**ASSIGNMENT:**
Every line from the start of the records below to the line containing "in writing, software" should be retyped exactly, that line included, and no others.
---------- RECORD EXCERPTS ----------
// Copyright 2025 Kirky.X
//
// Licensed under the Apache License, Version 2.0 (the "License");
// you may not use this file except in compliance with the License.
// You may obtain a copy of the License at
//
//     http://www.apache.org/licenses/LICENSE-2.0
//
// Unless required by applicable law or agreed to in writing, software
// distributed under the License is distributed on an "AS IS" BASIS,
// WITHOUT WARRANTIES OR CONDITIONS OF ANY KIND, either express or implied.
// See the License for the specific language governing permissions and
// limitations under the License.

use crate::domain::models::classification::ClassificationResult;
use crate::domain::models::domain_record::{DomainRecord, RecordStatus};
use crate::domain::repositories::domain_repository::{DomainRepository, RepositoryError};
use crate::infrastructure::database::entities::domain as domain_entity;
use async_trait::async_trait;
use chrono::{DateTime, FixedOffset, Utc};
use sea_orm::{
    sea_query::Expr, ColumnTrait, Condition, DatabaseConnection, EntityTrait, PaginatorTrait,
    QueryFilter, QueryOrder, QuerySelect,
};
use std::collections::HashMap;
use std::sync::Arc;

/// 域名记录仓库实现
///
/// 基于SeaORM实现。所有状态转换都是带条件的单条 UPDATE，
/// 由数据库保证同一条记录只会被认领一次。
#[derive(Clone)]
pub struct DomainRepositoryImpl {
    /// 数据库连接
    db: Arc<DatabaseConnection>,
}

impl DomainRepositoryImpl {
    /// 创建新的域名记录仓库实例
    ///
    /// # 参数
    ///
    /// * `db` - 数据库连接
    pub fn new(db: Arc<DatabaseConnection>) -> Self {
        Self { db }
    }

    async fn exists(&self, id: i64) -> Result<bool, RepositoryError> {
        let count = domain_entity::Entity::find_by_id(id)
            .count(self.db.as_ref())
            .await?;
        Ok(count > 0)
    }
}

fn status_value(status: RecordStatus) -> Option<String> {
    status.as_column_value().map(str::to_string)
}

fn status_filter(status: RecordStatus) -> Condition {
    match status.as_column_value() {
        None => Condition::all().add(domain_entity::Column::Status.is_null()),
        Some(value) => Condition::all().add(domain_entity::Column::Status.eq(value)),
    }
}

fn now() -> DateTime<FixedOffset> {
    Utc::now().into()
}

impl TryFrom<domain_entity::Model> for DomainRecord {
    type Error = RepositoryError;

    fn try_from(model: domain_entity::Model) -> Result<Self, Self::Error> {
        let status = RecordStatus::from_column_value(model.status.as_deref())?;

        let (result, error_message) = match status {
            RecordStatus::Done => {
                let result = model
                    .data
                    .as_deref()
                    .map(serde_json::from_str::<ClassificationResult>)
                    .transpose()?;
                (result, None)
            }
            RecordStatus::Failed => (None, model.data),
            _ => (None, None),
        };

        Ok(Self {
            id: model.id,
            url: model.url,
            status,
            result,
            error_message,
            started_at: model.started_at,
            completed_at: model.completed_at,
        })
    }
}

#[async_trait]
impl DomainRepository for DomainRepositoryImpl {
    async fn claim_pending(&self, limit: u64) -> Result<Vec<DomainRecord>, RepositoryError> {
        let rows: Vec<(i64, String)> = domain_entity::Entity::find()
            .select_only()
            .column(domain_entity::Column::Id)
            .column(domain_entity::Column::Url)
            .filter(status_filter(RecordStatus::Pending))
            .order_by_asc(domain_entity::Column::Id)
            .limit(limit)
            .into_tuple()
            .all(self.db.as_ref())
            .await?;

        Ok(rows
            .into_iter()
            .map(|(id, url)| DomainRecord::pending(id, url))
            .collect())
    }

    async fn mark_in_progress(&self, id: i64) -> Result<bool, RepositoryError> {
        let result = domain_entity::Entity::update_many()
            .col_expr(
                domain_entity::Column::Status,
                Expr::value(status_value(RecordStatus::InProgress)),
            )
            .col_expr(
                domain_entity::Column::StartedAt,
                Expr::value::<Option<DateTime<FixedOffset>>>(Some(now())),
            )
            .filter(domain_entity::Column::Id.eq(id))
            .filter(status_filter(RecordStatus::Pending))
            .exec(self.db.as_ref())
            .await?;

        if result.rows_affected == 1 {
            return Ok(true);
        }

        if self.exists(id).await? {
            Ok(false)
        } else {
            Err(RepositoryError::NotFound)
        }
    }

    async fn commit_done(
        &self,
        id: i64,
        result: &ClassificationResult,
        body: &str,
    ) -> Result<(), RepositoryError> {
        let frameworks = serde_json::to_string(&result.frameworks)?;
        let help_desks = serde_json::to_string(&result.help_desks)?;
        let emails = serde_json::to_string(&result.emails)?;
        let contact_page_links = serde_json::to_string(&result.contact_page_links)?;
        let faq_page_links = serde_json::to_string(&result.faq_page_links)?;
        let data = serde_json::to_string(result)?;

        let update = domain_entity::Entity::update_many()
            .col_expr(
                domain_entity::Column::Status,
                Expr::value(status_value(RecordStatus::Done)),
            )
            .col_expr(domain_entity::Column::Matched, Expr::value(Some(result.matched)))
            .col_expr(domain_entity::Column::Frameworks, Expr::value(Some(frameworks)))
            .col_expr(domain_entity::Column::Helpdesks, Expr::value(Some(help_desks)))
            .col_expr(domain_entity::Column::Emails, Expr::value(Some(emails)))
            .col_expr(
                domain_entity::Column::ContactPageLinks,
                Expr::value(Some(contact_page_links)),
            )
            .col_expr(
                domain_entity::Column::FaqPageLinks,
                Expr::value(Some(faq_page_links)),
            )
            .col_expr(domain_entity::Column::Data, Expr::value(Some(data)))
            .col_expr(domain_entity::Column::Html, Expr::value(Some(body.to_string())))
            .col_expr(
                domain_entity::Column::CompletedAt,
                Expr::value::<Option<DateTime<FixedOffset>>>(Some(now())),
            )
            .filter(domain_entity::Column::Id.eq(id))
            .filter(status_filter(RecordStatus::InProgress))
            .exec(self.db.as_ref())
            .await?;

        if update.rows_affected == 0 {
            return Err(RepositoryError::NotFound);
        }
        Ok(())
    }

    async fn commit_failed(&self, id: i64, message: &str) -> Result<(), RepositoryError> {
        let update = domain_entity::Entity::update_many()
            .col_expr(
                domain_entity::Column::Status,
                Expr::value(status_value(RecordStatus::Failed)),
            )
            .col_expr(
                domain_entity::Column::Data,
                Expr::value(Some(message.to_string())),
            )
            .col_expr(
                domain_entity::Column::CompletedAt,
                Expr::value::<Option<DateTime<FixedOffset>>>(Some(now())),
            )
            .filter(domain_entity::Column::Id.eq(id))
            .filter(status_filter(RecordStatus::InProgress))
            .exec(self.db.as_ref())
            .await?;

        if update.rows_affected == 0 {
            return Err(RepositoryError::NotFound);
        }
        Ok(())
    }

    async fn find_by_id(&self, id: i64) -> Result<Option<DomainRecord>, RepositoryError> {
        let model = domain_entity::Entity::find_by_id(id)
            .one(self.db.as_ref())
            .await?;

        model.map(DomainRecord::try_from).transpose()
    }

    async fn reset_stale(&self, older_than: chrono::Duration) -> Result<u64, RepositoryError> {
        let threshold: DateTime<FixedOffset> = (Utc::now() - older_than).into();

        let result = domain_entity::Entity::update_many()
            .col_expr(
                domain_entity::Column::Status,
                Expr::value(status_value(RecordStatus::Pending)),
            )
            .col_expr(
                domain_entity::Column::StartedAt,
                Expr::value(Option::<DateTime<FixedOffset>>::None),
            )
            .filter(status_filter(RecordStatus::InProgress))
            .filter(
                Condition::any()
                    .add(domain_entity::Column::StartedAt.is_null())
                    .add(domain_entity::Column::StartedAt.lte(threshold)),
            )
            .exec(self.db.as_ref())
            .await?;

        Ok(result.rows_affected)
    }

    async fn count_by_status(&self) -> Result<HashMap<RecordStatus, u64>, RepositoryError> {
        let mut counts = HashMap::new();
        for status in [
            RecordStatus::Pending,
            RecordStatus::InProgress,
            RecordStatus::Done,
            RecordStatus::Failed,
        ] {
            let count = domain_entity::Entity::find()
                .filter(status_filter(status))
                .count(self.db.as_ref())
                .await?;
            counts.insert(status, count);
        }
        Ok(counts)
    }
}

#[cfg(test)]
#[path = "domain_repo_impl_test.rs"]
mod tests;
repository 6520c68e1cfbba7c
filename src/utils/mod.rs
// Copyright (c) 2025 Kirky.X
//
// Licensed under the MIT License
// See LICENSE file in the project root for full license information.

/// 工具模块
///
/// 提供错误类型和遥测初始化
pub mod errors;
pub mod telemetry;
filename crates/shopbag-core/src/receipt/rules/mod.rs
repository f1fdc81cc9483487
//! Rule-based primitives for reading noisy expense-extraction fields.

pub mod amounts;
pub mod dates;
pub mod lookup;
pub mod patterns;

pub use amounts::{extract_amount, parse_decimal, AmountExtractor};
pub use dates::{normalize_date, DateNormalizer, DEFAULT_TWO_DIGIT_YEAR_PIVOT};
pub use lookup::{find, find_currency, find_field};
pub use patterns::*;

/// Trait for field extractors.
pub trait FieldExtractor {
    /// The type of value this extractor produces.
    type Output;

    /// Extract the first occurrence of the field from text.
    fn extract(&self, text: &str) -> Option<Self::Output>;

    /// Extract all occurrences of the field.
    fn extract_all(&self, text: &str) -> Vec<Self::Output>;
}

/// A value read from text, with the token it came from.
#[derive(Debug, Clone, PartialEq, Eq)]
pub struct ExtractionMatch<T> {
    /// Extracted value.
    pub value: T,
    /// Position in source text.
    pub position: Option<(usize, usize)>,
    /// Source text that was matched.
    pub source: String,
}

impl<T> ExtractionMatch<T> {
    pub fn new(value: T, source: impl Into<String>) -> Self {
        Self {
            value,
            position: None,
            source: source.into(),
        }
    }

    pub fn with_position(mut self, start: usize, end: usize) -> Self {
        self.position = Some((start, end));
        self
    }
}
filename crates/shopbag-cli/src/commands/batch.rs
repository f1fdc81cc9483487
//! Batch processing command for multiple expense documents.

use std::fs;
use std::path::{Path, PathBuf};
use std::sync::Arc;
use std::time::Instant;

use clap::Args;
use console::style;
use glob::glob;
use indicatif::{ProgressBar, ProgressStyle};
use tokio::sync::Semaphore;
use tracing::{debug, error, warn};

use shopbag_core::{Receipt, ReceiptAssembler, ReceiptNormalizer};

use super::config::load_config;
use super::output::{format_receipt, OutputFormat};

/// Arguments for the batch command.
#[derive(Args)]
pub struct BatchArgs {
    /// Input files or glob pattern
    #[arg(required = true)]
    input: String,

    /// Output directory
    #[arg(short, long)]
    output_dir: Option<PathBuf>,

    /// Output format for each file (default: from config)
    #[arg(short, long, value_enum)]
    format: Option<OutputFormat>,

    /// Also generate a summary CSV
    #[arg(long)]
    summary: bool,

    /// Number of parallel workers (default: from config)
    #[arg(short = 'j', long)]
    jobs: Option<usize>,

    /// Continue on error
    #[arg(long)]
    continue_on_error: bool,
}

/// Result of processing a single file.
struct ProcessResult {
    path: PathBuf,
    receipt: Option<Receipt>,
    error: Option<String>,
    processing_time_ms: u64,
}

pub async fn run(args: BatchArgs, config_path: Option<&str>) -> anyhow::Result<()> {
    let start = Instant::now();

    let config = load_config(config_path)?;
    let format = args.format.unwrap_or_else(|| config.output.format.into());
    let jobs = args.jobs.unwrap_or(config.batch.jobs).max(1);
    let continue_on_error = args.continue_on_error || config.batch.continue_on_error;

    // Expand glob pattern
    let files: Vec<PathBuf> = glob(&args.input)?
        .filter_map(|r| r.ok())
        .filter(|p| {
            p.extension()
                .and_then(|e| e.to_str())
                .is_some_and(|e| e.eq_ignore_ascii_case("json"))
        })
        .collect();

    if files.is_empty() {
        anyhow::bail!("No matching files found for pattern: {}", args.input);
    }

    println!(
        "{} Found {} files to process",
        style("ℹ").blue(),
        files.len()
    );

    // Create output directory if specified
    if let Some(ref output_dir) = args.output_dir {
        fs::create_dir_all(output_dir)?;
    }

    let overall_pb = ProgressBar::new(files.len() as u64);
    overall_pb.set_style(
        ProgressStyle::default_bar()
            .template("{spinner:.green} [{elapsed_precise}] [{bar:40.cyan/blue}] {pos}/{len} files")?
            .progress_chars("=>-"),
    );

    let assembler = Arc::new(ReceiptAssembler::from_config(&config.extraction));
    let semaphore = Arc::new(Semaphore::new(jobs));

    // One task per file; handles are awaited in input order.
    let handles: Vec<_> = files
        .into_iter()
        .map(|path| {
            let assembler = Arc::clone(&assembler);
            let semaphore = Arc::clone(&semaphore);
            let pb = overall_pb.clone();
            tokio::spawn(async move {
                let _permit = semaphore.acquire_owned().await?;
                let file_start = Instant::now();
                let result = process_single_file(&path, &assembler).await;
                let processing_time_ms = file_start.elapsed().as_millis() as u64;
                pb.inc(1);
                anyhow::Ok((path, result, processing_time_ms))
            })
        })
        .collect();

    let mut results = Vec::with_capacity(handles.len());
    for handle in handles {
        let (path, result, processing_time_ms) = handle.await??;

        match result {
            Ok(receipt) => {
                results.push(ProcessResult {
                    path,
                    receipt: Some(receipt),
                    error: None,
                    processing_time_ms,
                });
            }
            Err(e) => {
                let error_msg = format!("{:#}", e);
                if continue_on_error {
                    warn!("Failed to process {}: {}", path.display(), error_msg);
                    results.push(ProcessResult {
                        path,
                        receipt: None,
                        error: Some(error_msg),
                        processing_time_ms,
                    });
                } else {
                    overall_pb.abandon();
                    error!("Failed to process {}: {}", path.display(), error_msg);
                    anyhow::bail!("Processing failed for {}: {}", path.display(), error_msg);
                }
            }
        }
    }

    overall_pb.finish_with_message("Complete");

    let successful: Vec<_> = results.iter().filter(|r| r.receipt.is_some()).collect();
    let failed: Vec<_> = results.iter().filter(|r| r.error.is_some()).collect();

    // Write outputs
    if let Some(output_dir) = &args.output_dir {
        for result in &successful {
            if let Some(receipt) = &result.receipt {
                let output_name = result
                    .path
                    .file_stem()
                    .and_then(|s| s.to_str())
                    .unwrap_or("receipt");
                let output_path =
                    output_dir.join(format!("{}.{}", output_name, format.extension()));

                let content = format_receipt(receipt, format, config.output.pretty)?;
                fs::write(&output_path, content)?;
                debug!("Wrote output to {}", output_path.display());
            }
        }
    }

    let duplicates = find_duplicates(&results);
    for (first, second) in &duplicates {
        warn!(
            "Possible duplicate receipt: {} and {}",
            first.display(),
            second.display()
        );
    }

    // Generate summary if requested
    if args.summary {
        let summary_path = args
            .output_dir
            .as_ref()
            .map(|d| d.join("summary.csv"))
            .unwrap_or_else(|| PathBuf::from("summary.csv"));

        write_summary(&summary_path, &results)?;
        println!(
            "{} Summary written to {}",
            style("✓").green(),
            summary_path.display()
        );
    }

    // Print summary
    println!();
    println!(
        "{} Processed {} files in {:?}",
        style("✓").green(),
        results.len(),
        start.elapsed()
    );
    println!(
        "   {} successful, {} failed",
        style(successful.len()).green(),
        style(failed.len()).red()
    );

    if !duplicates.is_empty() {
        println!();
        println!("{}", style("Possible duplicates:").yellow());
        for (first, second) in &duplicates {
            println!("  - {} = {}", first.display(), second.display());
        }
    }

    if !failed.is_empty() {
        println!();
        println!("{}", style("Failed files:").red());
        for result in &failed {
            println!(
                "  - {}: {}",
                result.path.display(),
                result.error.as_deref().unwrap_or("unknown error")
            );
        }
    }

    Ok(())
}

async fn process_single_file(path: &Path, assembler: &ReceiptAssembler) -> anyhow::Result<Receipt> {
    let json = tokio::fs::read_to_string(path).await?;
    Ok(assembler.assemble_json(&json)?)
}

/// Pairs of files whose receipts share a duplicate key, earlier file first.
fn find_duplicates(results: &[ProcessResult]) -> Vec<(&Path, &Path)> {
    let receipts: Vec<(&Path, &Receipt)> = results
        .iter()
        .filter_map(|r| r.receipt.as_ref().map(|receipt| (r.path.as_path(), receipt)))
        .collect();

    let mut pairs = Vec::new();
    for (i, (stored_path, stored)) in receipts.iter().enumerate() {
        let stored_key = stored.duplicate_key();
        for (path, receipt) in &receipts[i + 1..] {
            let key = receipt.duplicate_key();
            if key.matches(&stored_key) || stored_key.matches(&key) {
                pairs.push((*stored_path, *path));
            }
        }
    }
    pairs
}

fn write_summary(path: &Path, results: &[ProcessResult]) -> anyhow::Result<()> {
    let mut wtr = csv::Writer::from_path(path)?;

    wtr.write_record([
        "filename",
        "status",
        "merchant",
        "date",
        "total",
        "currency",
        "items",
        "processing_time_ms",
        "error",
    ])?;

    for result in results {
        let filename = result
            .path
            .file_name()
            .and_then(|s| s.to_str())
            .unwrap_or("");

        if let Some(receipt) = &result.receipt {
            wtr.write_record([
                filename,
                "success",
                &receipt.merchant,
                &receipt.date.to_string(),
                &receipt.total.to_string(),
                &receipt.currency,
                &receipt.items.len().to_string(),
                &result.processing_time_ms.to_string(),
                "",
            ])?;
        } else {
            wtr.write_record([
                filename,
                "error",
                "",
                "",
                "",
                "",
                "",
                &result.processing_time_ms.to_string(),
                result.error.as_deref().unwrap_or(""),
            ])?;
        }
    }

    wtr.flush()?;
    Ok(())
}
----------
**TASK OUTPUT:**
// Copyright 2025 Kirky.X
//
// Licensed under the Apache License, Version 2.0 (the "License");
// you may not use this file except in compliance with the License.
// You may obtain a copy of the License at
//
//     http://www.apache.org/licenses/LICENSE-2.0
//
// Unless required by applicable law or agreed to in writing, software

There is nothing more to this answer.